A "rocket car" is launched along a long straight track att = 0 s. It moves with constant acceleration a1 = 2.9m/s2 .At t = 2.8s , a second car is launched with constant acceleration a2 = 7.0m/s2 .
At what time does the second car catch up with the first one?
How far down the track do they meet?
[itex]v_f^2 = v_i^2 + 2a(Δx)[/itex]
[itex]v_f = v_i + at[/itex]
[itex]x_f = x_i + v_it + 1/2at^2[/itex]
The Attempt at a Solution
[itex]x_f = (1/2)(2.9m/s^2)(2.8s)^2 = 11.368m[/itex]
Car 1's X initial is 11.368m when the second car is launched.
Equation for X final of car 1:
[itex]x_f = (0.5)(2.9m/s^2)(t)^2 + (8.12m/s)(t) + 11.368m[/itex]
Equation for X final of car 2:
[itex]x_f = (0.5)(7.0m/s^2)(t)^2[/itex]
Setting X final equal to each other (when second car meets up with first one)

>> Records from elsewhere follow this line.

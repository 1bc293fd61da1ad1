use std::collections::VecDeque;
use std::sync::Mutex;

use async_trait::async_trait;
use gedcomx_client::transport::Transport;
use gedcomx_client::{HttpRequest, HttpResponse, TransportError};

/// In-process transport: replays queued responses and records requests.
#[derive(Debug, Default)]
pub struct ScriptedTransport {
    responses: Mutex<VecDeque<HttpResponse>>,
    requests: Mutex<Vec<HttpRequest>>,
}

#[allow(dead_code)]
impl ScriptedTransport {
    pub fn push(&self, response: HttpResponse) {
        self.responses.lock().unwrap().push_back(response);
    }

    pub fn requests(&self) -> Vec<HttpRequest> {
        self.requests.lock().unwrap().clone()
    }

    pub fn attempts(&self) -> usize {
        self.requests.lock().unwrap().len()
    }
}

#[async_trait]
impl Transport for ScriptedTransport {
    async fn send(&self, request: HttpRequest) -> Result<HttpResponse, TransportError> {
        self.requests.lock().unwrap().push(request);
        self.responses
            .lock()
            .unwrap()
            .pop_front()
            .ok_or_else(|| TransportError::invalid_request("no scripted response left"))
    }
}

[itex](0.5)(7.0m/s^2)(t)^2 = (0.5)(2.9m/s^2)(t)^2 + (8.12m/s)(t) + 11.368m[/itex]
[itex] t = 5.06s[/itex]
It turns out 5.06s is incorrect. Not sure what I am doing wrong here. Just figured out how to use the fancy math notation! My post is a well-crafted scientific paper.